• [ASSIGNMENT]
The answer must consist of every line in the data that contains "Deserialize".

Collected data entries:

........

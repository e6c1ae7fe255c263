//! User profile model

use serde::{Deserialize, Serialize};

/// Locally cached user profile
#[derive(Debug, Clone, PartialEq, Eq, Serialize, Deserialize)]
pub struct User {
    /// Local record identifier
    pub id: String,
    /// Server-side account identifier
    pub user_id: String,
    pub name: String,
    pub email: String,
    pub driver_license: String,
    #[serde(default)]
    pub avatar: Option<String>,
}

/// Profile fields a user can edit on the device
#[derive(Debug, Clone, Default, PartialEq, Eq, Serialize, Deserialize)]
pub struct ProfileEdit {
    pub name: Option<String>,
    pub driver_license: Option<String>,
    pub avatar: Option<String>,
}

impl ProfileEdit {
    /// Check if the edit changes nothing
    #[must_use]
    pub const fn is_empty(&self) -> bool {
        self.name.is_none() && self.driver_license.is_none() && self.avatar.is_none()
    }

    /// Apply this edit on top of an existing profile
    #[must_use]
    pub fn apply_to(&self, user: &User) -> User {
        let mut edited = user.clone();
        if let Some(name) = &self.name {
            edited.name.clone_from(name);
        }
        if let Some(driver_license) = &self.driver_license {
            edited.driver_license.clone_from(driver_license);
        }
        if let Some(avatar) = &self.avatar {
            edited.avatar = Some(avatar.clone());
        }
        edited
    }
}
//! RentX CLI - headless front end for the offline-first rental client
//!
//! Browses the local replica, edits the profile offline and drives sync.

mod cli;
mod commands;
mod error;

#[cfg(test)]
mod tests;

use clap::Parser;
use tracing_subscriber::filter::{Directive, LevelFilter};

use crate::cli::{Cli, Commands};
use crate::commands::cars::{run_car, run_cars};
use crate::commands::common::{resolve_config_path, GlobalOptions, Session};
use crate::commands::config::run_config;
use crate::commands::profile::run_profile;
use crate::commands::rent::run_rent;
use crate::commands::status::run_status;
use crate::commands::sync::{run_sync, run_watch};
use crate::error::CliError;

#[tokio::main]
async fn main() {
    if let Err(error) = run().await {
        eprintln!("Error: {error}");
        std::process::exit(1);
    }
}

async fn run() -> Result<(), CliError> {
    dotenvy::dotenv().ok();

    let default_directive = "rentx=info"
        .parse::<Directive>()
        .unwrap_or_else(|_| LevelFilter::INFO.into());
    tracing_subscriber::fmt()
        .with_env_filter(
            tracing_subscriber::EnvFilter::from_default_env().add_directive(default_directive),
        )
        .with_writer(std::io::stderr)
        .init();

    let cli = Cli::parse();
    let options = GlobalOptions {
        db_path: cli.db_path,
        config_path: cli.config,
    };

    // Config commands must work even when the replica cannot be opened
    let command = match cli.command {
        Commands::Config { command } => {
            return run_config(command, &resolve_config_path(options.config_path));
        }
        command => command,
    };

    let session = Session::open(&options)?;
    match command {
        Commands::Cars { limit, json } => run_cars(&session, limit, json).await?,
        Commands::Car { id, json } => run_car(&session, &id, json).await?,
        Commands::Profile { command } => run_profile(&session, command).await?,
        Commands::Sync => {
            run_sync(&session).await?;
        }
        Commands::Watch => run_watch(&session).await?,
        Commands::Rent {
            car_id,
            user,
            dates,
        } => {
            run_rent(&session, &car_id, &user, &dates).await?;
        }
        Commands::Status { json } => run_status(&session, json).await?,
        Commands::Config { .. } => {} // handled above
    }

    Ok(())
}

........

• [SOLUTION TO THE PROBLEM]
use serde::{Deserialize, Serialize};
#[derive(Debug, Clone, PartialEq, Eq, Serialize, Deserialize)]
#[derive(Debug, Clone, Default, PartialEq, Eq, Serialize, Deserialize)]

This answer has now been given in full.